Rep. Rosenda Ann Ocampo (6th District, Manila) has filed House Bill 6079, which seeks to penalize the refusal or failure by parents to give legal child support without justifiable cause.
Ocampo said the issue of child support remains to be one of the most difficult issues to resolve between couples hounded by the pain of separation.
"Apart from the emotional trauma, the parent who has custody of the child is left with the difficult task of single-handedly raising the child or children" she explained.
Ocampo, vice chair of Committees on Basic Education and Culture, on Games and Amusement and on Natural Resources, said the situation becomes more agonizing when the parent, who is obliged to give legal child support, refuses or fails to remit the support.
"Hence, the welfare of the child is compromised, especially when the custodial parent does not have the means to sustain the needs of the child," she said.

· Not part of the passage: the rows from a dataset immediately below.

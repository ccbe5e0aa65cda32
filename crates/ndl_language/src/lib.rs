//! Lexer, block scanner, and dialogue parser for NDL scripts.
//!
//! # Architecture
//!
//! ```text
//! script text
//!      │
//!      ▼
//! ┌─────────────┐
//! │   LEXER     │  → [Keyword(npc), String("Bob"), LBrace, ...]
//! └─────────────┘
//!      │
//!      ▼
//! ┌─────────────┐
//! │   SCANNER   │  → balanced `npc { ... }` blocks (or UnbalancedBraces)
//! └─────────────┘
//!      │
//!      ▼
//! ┌─────────────┐
//! │   BLOCK     │  → name, traits, memory, dialogue sub-block
//! └─────────────┘
//!      │
//!      ▼
//! ┌─────────────┐
//! │  DIALOGUE   │  → triggers, interactions, fallback
//! └─────────────┘
//! ```
//!
//! [`parse_script`] runs the whole pipeline and returns the parsed NPCs
//! together with any diagnostics.

#![warn(missing_docs)]
#![warn(clippy::all)]
#![warn(clippy::pedantic)]

pub mod balance;
pub mod block;
pub mod cursor;
pub mod dialogue;
pub mod lexer;
pub mod parser;
pub mod span;
pub mod token;

pub use balance::{Block, BraceSpan, Scan, balanced_span, scan};
pub use dialogue::{Dialogue, parse_dialogue};
pub use lexer::Lexer;
pub use parser::{Parser, ScriptParse, parse_script};
pub use span::Span;
pub use token::{Keyword, Token, TokenKind};
//! The NPC registry.
//!
//! An ordered, append-only collection built once at load time and read-only
//! afterwards. Lookup is case-insensitive and returns the first NPC declared
//! with a name, so later duplicates are unreachable.

use ndl_foundation::{Error, Npc};
use ndl_language::parser::Parser;
use tracing::debug;

/// Parsed NPCs in declaration order.
#[derive(Clone, Debug, Default)]
pub struct Registry {
    npcs: Vec<Npc>,
}

impl Registry {
    /// Creates an empty registry.
    #[must_use]
    pub fn new() -> Self {
        Self::default()
    }

    /// Parses a script and registers every NPC it declares.
    ///
    /// Returns the registry together with the parse diagnostics.
    #[must_use]
    pub fn from_script(source: &str) -> (Self, Vec<Error>) {
        Self::from_parser(&Parser::new(source))
    }

    /// Like [`Registry::from_script`], with a source name attached to diagnostics.
    #[must_use]
    pub fn from_named_script(source: &str, name: &str) -> (Self, Vec<Error>) {
        Self::from_parser(&Parser::new(source).with_source_name(name))
    }

    fn from_parser(parser: &Parser<'_>) -> (Self, Vec<Error>) {
        let parsed = parser.parse();
        let mut registry = Self::new();
        for npc in parsed.npcs {
            registry.register(npc);
        }
        (registry, parsed.diagnostics)
    }

    /// Appends an NPC.
    pub fn register(&mut self, npc: Npc) {
        if self.find(&npc.name).is_some() {
            debug!(npc = %npc.name, "duplicate npc name; only the first is reachable");
        }
        self.npcs.push(npc);
    }

    /// Finds the first NPC with the given name, ignoring case.
    #[must_use]
    pub fn find(&self, name: &str) -> Option<&Npc> {
        self.npcs.iter().find(|npc| npc.is_named(name))
    }

    /// Returns all names in declaration order, duplicates included.
    #[must_use]
    pub fn list(&self) -> Vec<&str> {
        self.npcs.iter().map(|npc| npc.name.as_str()).collect()
    }

    /// Returns the number of registered NPCs.
    #[must_use]
    pub fn len(&self) -> usize {
        self.npcs.len()
    }

    /// Returns true if no NPCs are registered.
    #[must_use]
    pub fn is_empty(&self) -> bool {
        self.npcs.is_empty()
    }

    /// Iterates over NPCs in declaration order.
    pub fn iter(&self) -> impl Iterator<Item = &Npc> {
        self.npcs.iter()
    }
}

impl FromIterator<Npc> for Registry {
    fn from_iter<I: IntoIterator<Item = Npc>>(iter: I) -> Self {
        let mut registry = Self::new();
        for npc in iter {
            registry.register(npc);
        }
        registry
    }
}
//! Line editor abstraction for the console.
//!
//! The console talks to a [`LineEditor`] so tests can feed scripted input;
//! [`RustylineEditor`] is the terminal implementation.

use std::borrow::Cow;

use ndl_foundation::{Error, ErrorKind, Result};
use rustyline::completion::{Completer, Pair};
use rustyline::error::ReadlineError;
use rustyline::highlight::Highlighter;
use rustyline::hint::HistoryHinter;
use rustyline::history::DefaultHistory;
use rustyline::{Completer, Config, Context, Editor, Helper, Hinter, Validator};

/// Result of reading a line from the editor.
#[derive(Debug)]
pub enum ReadResult {
    /// A line was successfully read.
    Line(String),
    /// User pressed Ctrl+C.
    Interrupted,
    /// User pressed Ctrl+D (EOF).
    Eof,
}

/// Abstraction over line editing functionality.
pub trait LineEditor {
    /// Read a line with the given prompt.
    ///
    /// # Errors
    ///
    /// Returns an error if reading from the terminal fails.
    fn read_line(&mut self, prompt: &str) -> Result<ReadResult>;

    /// Add a line to history.
    fn add_history(&mut self, line: &str);

    /// Replace the words offered by tab completion.
    fn set_completions(&mut self, words: Vec<String>);
}

#[derive(Helper, Completer, Hinter, Validator)]
struct NdlHelper {
    #[rustyline(Completer)]
    completer: WordCompleter,
    #[rustyline(Hinter)]
    hinter: HistoryHinter,
}

impl Highlighter for NdlHelper {
    fn highlight_prompt<'b, 's: 'b, 'p: 'b>(
        &'s self,
        prompt: &'p str,
        default: bool,
    ) -> Cow<'b, str> {
        if default {
            Cow::Owned(format!("\x1b[1;32m{prompt}\x1b[0m"))
        } else {
            Cow::Borrowed(prompt)
        }
    }

    fn highlight_hint<'h>(&self, hint: &'h str) -> Cow<'h, str> {
        Cow::Owned(format!("\x1b[2m{hint}\x1b[0m"))
    }
}

/// Completes NPC names and trigger events, ignoring case.
#[derive(Default)]
struct WordCompleter {
    words: Vec<String>,
}

impl WordCompleter {
    fn candidates(&self, line: &str, pos: usize) -> (usize, Vec<Pair>) {
        let start = line[..pos]
            .rfind(char::is_whitespace)
            .map_or(0, |i| i + 1);
        let word = line[start..pos].to_lowercase();

        let candidates = self
            .words
            .iter()
            .filter(|w| w.to_lowercase().starts_with(&word))
            .map(|w| Pair {
                display: w.clone(),
                replacement: w.clone(),
            })
            .collect();

        (start, candidates)
    }
}

impl Completer for WordCompleter {
    type Candidate = Pair;

    fn complete(
        &self,
        line: &str,
        pos: usize,
        _ctx: &Context<'_>,
    ) -> rustyline::Result<(usize, Vec<Pair>)> {
        Ok(self.candidates(line, pos))
    }
}

/// Line editor implementation using rustyline.
pub struct RustylineEditor {
    editor: Editor<NdlHelper, DefaultHistory>,
}

impl RustylineEditor {
    /// Creates a new rustyline-based editor.
    ///
    /// # Errors
    ///
    /// Returns an error if rustyline initialization fails.
    pub fn new() -> Result<Self> {
        let config = Config::builder()
            .auto_add_history(false)
            .max_history_size(1000)
            .map_err(|e| Error::new(ErrorKind::Internal(e.to_string())))?
            .build();

        let helper = NdlHelper {
            completer: WordCompleter::default(),
            hinter: HistoryHinter::new(),
        };

        let mut editor = Editor::with_config(config)
            .map_err(|e| Error::new(ErrorKind::Internal(e.to_string())))?;
        editor.set_helper(Some(helper));

        Ok(Self { editor })
    }
}

impl LineEditor for RustylineEditor {
    fn read_line(&mut self, prompt: &str) -> Result<ReadResult> {
        match self.editor.readline(prompt) {
            Ok(line) => Ok(ReadResult::Line(line)),
            Err(ReadlineError::Interrupted) => Ok(ReadResult::Interrupted),
            Err(ReadlineError::Eof) => Ok(ReadResult::Eof),
            Err(e) => Err(Error::new(ErrorKind::Internal(e.to_string()))),
        }
    }

    fn add_history(&mut self, line: &str) {
        let _ = self.editor.add_history_entry(line);
    }

    fn set_completions(&mut self, words: Vec<String>) {
        if let Some(helper) = self.editor.helper_mut() {
            helper.completer.words = words;
        }
    }
}
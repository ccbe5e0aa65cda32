//! Loading script files.

use std::fs;
use std::path::Path;

use ndl_engine::Registry;
use ndl_foundation::{Error, Npc, Result};
use tracing::info;

/// A script file parsed into a registry.
#[derive(Debug)]
pub struct LoadedScript {
    /// Registered NPCs.
    pub registry: Registry,
    /// Parse diagnostics, in source order.
    pub diagnostics: Vec<Error>,
}

impl LoadedScript {
    /// Returns true if a diagnostic stopped parsing early.
    #[must_use]
    pub fn stopped_early(&self) -> bool {
        self.diagnostics.iter().any(Error::is_fatal_parse_error)
    }
}

/// Reads and parses a script file.
///
/// # Errors
///
/// Returns an `Io` error if the file cannot be read. Parse problems are
/// returned as diagnostics, not errors.
pub fn load_script(path: &Path) -> Result<LoadedScript> {
    let source = fs::read_to_string(path).map_err(|e| Error::io(path.display().to_string(), e))?;
    let (registry, diagnostics) = Registry::from_named_script(&source, &path.display().to_string());
    info!(
        path = %path.display(),
        npcs = registry.len(),
        diagnostics = diagnostics.len(),
        "loaded script"
    );
    Ok(LoadedScript {
        registry,
        diagnostics,
    })
}

/// Renders the registered NPCs as pretty-printed JSON.
///
/// # Errors
///
/// Returns an `Internal` error if serialization fails.
pub fn dump_json(registry: &Registry) -> Result<String> {
    let npcs: Vec<&Npc> = registry.iter().collect();
    serde_json::to_string_pretty(&npcs).map_err(|e| Error::internal(e.to_string()))
}
//! Token types for NDL scripts.
//!
//! Tokens are the output of the lexer and input to the scanner and parsers.

use std::fmt;

use crate::span::Span;

/// A token from lexical analysis.
#[derive(Clone, Debug, PartialEq)]
pub struct Token {
    /// The type and value of this token.
    pub kind: TokenKind,
    /// Source location of this token.
    pub span: Span,
}

impl Token {
    /// Creates a new token.
    #[must_use]
    pub const fn new(kind: TokenKind, span: Span) -> Self {
        Self { kind, span }
    }

    /// Returns the text this token covers in the given source.
    #[must_use]
    pub fn text<'a>(&self, source: &'a str) -> &'a str {
        self.span.text(source)
    }

    /// Returns true if this token is the given keyword.
    #[must_use]
    pub fn is_keyword(&self, keyword: Keyword) -> bool {
        self.kind == TokenKind::Keyword(keyword)
    }

    /// Returns true if this token ends a statement inside a dialogue block.
    #[must_use]
    pub const fn is_separator(&self) -> bool {
        matches!(self.kind, TokenKind::Semicolon | TokenKind::RBrace)
    }

    /// Returns the string literal value, if this is a string token.
    #[must_use]
    pub fn as_string(&self) -> Option<&str> {
        match &self.kind {
            TokenKind::String(s) => Some(s),
            _ => None,
        }
    }
}

/// The reserved words of NDL. Matching is case-sensitive.
#[derive(Clone, Copy, Debug, PartialEq, Eq, Hash)]
pub enum Keyword {
    /// `npc`
    Npc,
    /// `traits`
    Traits,
    /// `memory`
    Memory,
    /// `dialogue`
    Dialogue,
    /// `on`
    On,
    /// `with`
    With,
    /// `fallback`
    Fallback,
    /// `ai`
    Ai,
}

impl Keyword {
    /// All keywords, in grammar order.
    pub const ALL: [Self; 8] = [
        Self::Npc,
        Self::Traits,
        Self::Memory,
        Self::Dialogue,
        Self::On,
        Self::With,
        Self::Fallback,
        Self::Ai,
    ];

    /// Looks up a keyword by its exact spelling.
    #[must_use]
    pub fn from_ident(ident: &str) -> Option<Self> {
        Self::ALL.into_iter().find(|k| k.as_str() == ident)
    }

    /// Returns the source spelling of this keyword.
    #[must_use]
    pub const fn as_str(self) -> &'static str {
        match self {
            Self::Npc => "npc",
            Self::Traits => "traits",
            Self::Memory => "memory",
            Self::Dialogue => "dialogue",
            Self::On => "on",
            Self::With => "with",
            Self::Fallback => "fallback",
            Self::Ai => "ai",
        }
    }
}

impl fmt::Display for Keyword {
    fn fmt(&self, f: &mut fmt::Formatter<'_>) -> fmt::Result {
        f.write_str(self.as_str())
    }
}

/// Token types for NDL.
#[derive(Clone, Debug, PartialEq)]
pub enum TokenKind {
    // Delimiters
    /// `{`
    LBrace,
    /// `}`
    RBrace,
    /// `[`
    LBracket,
    /// `]`
    RBracket,

    // Punctuation
    /// `->`
    Arrow,
    /// `,`
    Comma,
    /// `:`
    Colon,
    /// `;`
    Semicolon,
    /// Any other non-whitespace character.
    Punct(char),

    // Words
    /// Quoted text, `"..."` or `'...'`, without its quotes.
    String(String),
    /// A reserved word.
    Keyword(Keyword),
    /// A maximal run of alphanumeric characters that is not a keyword.
    Ident(String),

    // Meta
    /// End of input
    Eof,
    /// Lexer error
    Error(String),
}

impl TokenKind {
    /// Returns a human-readable name for this token kind.
    #[must_use]
    pub fn name(&self) -> &'static str {
        match self {
            Self::LBrace => "'{'",
            Self::RBrace => "'}'",
            Self::LBracket => "'['",
            Self::RBracket => "']'",
            Self::Arrow => "'->'",
            Self::Comma => "','",
            Self::Colon => "':'",
            Self::Semicolon => "';'",
            Self::Punct(_) => "punctuation",
            Self::String(_) => "quoted string",
            Self::Keyword(k) => k.as_str(),
            Self::Ident(_) => "identifier",
            Self::Eof => "end of input",
            Self::Error(_) => "error",
        }
    }
}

Ocampo lamented that the present laws do not penalize anyone who refuses or intentionally fails to pay the legal child support.
"The custodial parent can only file a motion to cite the obliged parent for indirect contempt for refusal to comply with a valid court order mandating the support provisions," the Manila solon said.
Ocampo added that this makes it easier for the obliged parent to neglect the support owed to the child, even if that parent is financially capable. "Ultimately, it is the child who suffers the most from this conflict," she said.
To address this situation, Ocampo proposed penalties of fines and imprisonment against the obliged parent if found guilty of refusing or failing to give legal child support without justifiable cause.
Under the bill, legal child support refers to the amount determined by a court order or under a parenting agreement approved in court, or issued under a protection order pursuant to Republic Act 9262, otherwise known as the "Anti-Violence Against Women and Their Children Act of 2004," to be remitted by the parent obliged to give support to the parent who has the legal custody or parental authority over the child.
The measure declares it unlawful for any person to refuse or fail to give legal child support without justifiable cause amounting to more than P30,000 or for a period of more than six months.
Likewise, it shall be unlawful for any person to pay less than the amount determined by the court as legal child support amounting to more than P30,000 or for a period of more than one year.
For the first offense, any person who commits any of the prohibited acts enumerated in this Act shall suffer the penalty of a fine in the amount of P25,000 or imprisonment of not less than six months but not more than one year or both and the lump sum settlement of the total unpaid legal child support.
For subsequent offenses, the bill provides the penalty of a fine of P50,000 or imprisonment of not less than one year but not more than two years or both and the lump sum settlement of the total unpaid legal support.
Ocampo said that the approval of this bill will compel parents to comply with the court order to pay the legal child support and ensure that their child or children still get the best possible care, notwithstanding their severed relationship.
The bill has been referred to the Committee on Welfare and Children chaired by Rep. Aurora Enerio Cerilles (2nd District, Zamboanga del Sur).